▶ **Task item**: Examine each line of the data. Copy the line if it includes the word "true".

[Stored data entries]

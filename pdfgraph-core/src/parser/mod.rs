//! PDF Parser Module
//!
//! Reads the file structure defined by ISO 32000-1 Section 7.5: header,
//! indirect objects, cross-reference tables and streams, object streams and
//! trailers. Everything here works over a [`ByteSource`] and never opens files
//! on its own.

pub mod filters;
pub mod header;
pub mod lexer;
pub mod object_stream;
pub mod objects;
pub mod trailer;
pub mod xref;
pub mod xref_stream;

use crate::objects::{Object, ObjectId};
use std::io::{Read, Seek, SeekFrom};

pub use self::header::{PdfHeader, PdfVersion};
pub use self::lexer::{Lexer, Token};
pub use self::object_stream::ObjectStream;
pub use self::objects::{parse_indirect_object, parse_object};
pub use self::trailer::PdfTrailer;
pub use self::xref::{XRefEntry, XRefReader, XRefTable};
pub use self::xref_stream::XRefStream;

/// Result type for parser operations
pub type ParseResult<T> = Result<T, ParseError>;

/// PDF Parser errors
#[derive(Debug, thiserror::Error)]
pub enum ParseError {
    #[error("IO error: {0}")]
    Io(#[from] std::io::Error),

    #[error("Invalid PDF header")]
    InvalidHeader,

    #[error("Syntax error at position {position}: {message}")]
    SyntaxError { position: u64, message: String },

    #[error("Unexpected token: expected {expected}, found {found}")]
    UnexpectedToken { expected: String, found: String },

    #[error("Invalid object reference: {0} {1} R")]
    InvalidReference(u32, u16),

    #[error("Missing required key: {0}")]
    MissingKey(String),

    #[error("Invalid xref data: {0}")]
    InvalidXRef(String),

    #[error("No trailer found")]
    MissingTrailer,

    #[error("Circular reference detected at object {0}")]
    CircularReference(u32),

    #[error("Stream decode error: {0}")]
    StreamDecodeError(String),

    #[error("Nesting deeper than {0} levels")]
    RecursionLimit(usize),

    #[error("Object stream error: {0}")]
    ObjectStreamError(String),
}

/// What happens when a reference points at nothing.
#[derive(Debug, Clone, Copy, PartialEq, Eq)]
pub enum ReferencePolicy {
    /// Dangling and out-of-range references resolve to null.
    Lenient,
    /// Policy-aware resolution reports them as [`ParseError::InvalidReference`].
    Strict,
}

/// Parser configuration.
#[derive(Debug, Clone)]
pub struct ParseOptions {
    /// Tolerate missing `endobj`, malformed dictionary keys and a missing header.
    pub lenient_syntax: bool,
    pub reference_policy: ReferencePolicy,
    /// Rebuild the xref table by scanning the whole file when it is unusable.
    pub recover_xref: bool,
    pub max_recursion_depth: usize,
    pub max_xref_sections: usize,
    /// Entries with larger object numbers are ignored.
    pub max_object_number: u32,
}

impl ParseOptions {
    pub fn lenient() -> Self {
        Self {
            lenient_syntax: true,
            reference_policy: ReferencePolicy::Lenient,
            recover_xref: true,
            max_recursion_depth: 256,
            max_xref_sections: 1024,
            max_object_number: 8_388_607,
        }
    }

    pub fn strict() -> Self {
        Self {
            lenient_syntax: false,
            reference_policy: ReferencePolicy::Strict,
            recover_xref: false,
            ..Self::lenient()
        }
    }
}

impl Default for ParseOptions {
    fn default() -> Self {
        Self::lenient()
    }
}

/// Seekable byte input backing a document.
pub trait ByteSource: Read + Seek {
    fn length(&mut self) -> std::io::Result<u64> {
        let current = self.stream_position()?;
        let end = self.seek(SeekFrom::End(0))?;
        self.seek(SeekFrom::Start(current))?;
        Ok(end)
    }
}

impl<T: Read + Seek> ByteSource for T {}

/// Parses the single indirect object starting at `offset`.
pub fn read_indirect_object(
    source: &mut dyn ByteSource,
    offset: u64,
    options: &ParseOptions,
) -> ParseResult<(ObjectId, Object)> {
    source.seek(SeekFrom::Start(offset))?;
    let mut lexer = Lexer::new_at(source, offset);
    parse_indirect_object(&mut lexer, options)
}

#[cfg(test)]
mod tests {
    use super::*;
    use std::io::Cursor;

    #[test]
    fn test_options_presets() {
        let lenient = ParseOptions::default();
        assert!(lenient.lenient_syntax);
        assert!(lenient.recover_xref);
        assert_eq!(lenient.reference_policy, ReferencePolicy::Lenient);

        let strict = ParseOptions::strict();
        assert!(!strict.lenient_syntax);
        assert!(!strict.recover_xref);
        assert_eq!(strict.reference_policy, ReferencePolicy::Strict);
        assert_eq!(strict.max_object_number, lenient.max_object_number);
    }

    #[test]
    fn test_byte_source_length_keeps_position() {
        let mut source = Cursor::new(vec![0u8; 42]);
        source.seek(SeekFrom::Start(10)).unwrap();
        assert_eq!(source.length().unwrap(), 42);
        assert_eq!(source.stream_position().unwrap(), 10);
    }

    #[test]
    fn test_read_indirect_object_at_offset() {
        let data = b"garbage 7 0 obj\n<< /Type /Test >>\nendobj\n";
        let mut source = Cursor::new(data.to_vec());
        let (id, object) = read_indirect_object(&mut source, 8, &ParseOptions::default()).unwrap();
        assert_eq!(id, ObjectId::new(7, 0));
        assert_eq!(object.as_dict().and_then(|d| d.get_type()), Some("Test"));
    }

    #[test]
    fn test_error_messages() {
        assert_eq!(
            ParseError::InvalidReference(3, 1).to_string(),
            "Invalid object reference: 3 1 R"
        );
        assert_eq!(
            ParseError::SyntaxError {
                position: 12,
                message: "bad".to_string()
            }
            .to_string(),
            "Syntax error at position 12: bad"
        );
    }
}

▶ **Answer for this exercise**:
            lenient_syntax: true,
            recover_xref: true,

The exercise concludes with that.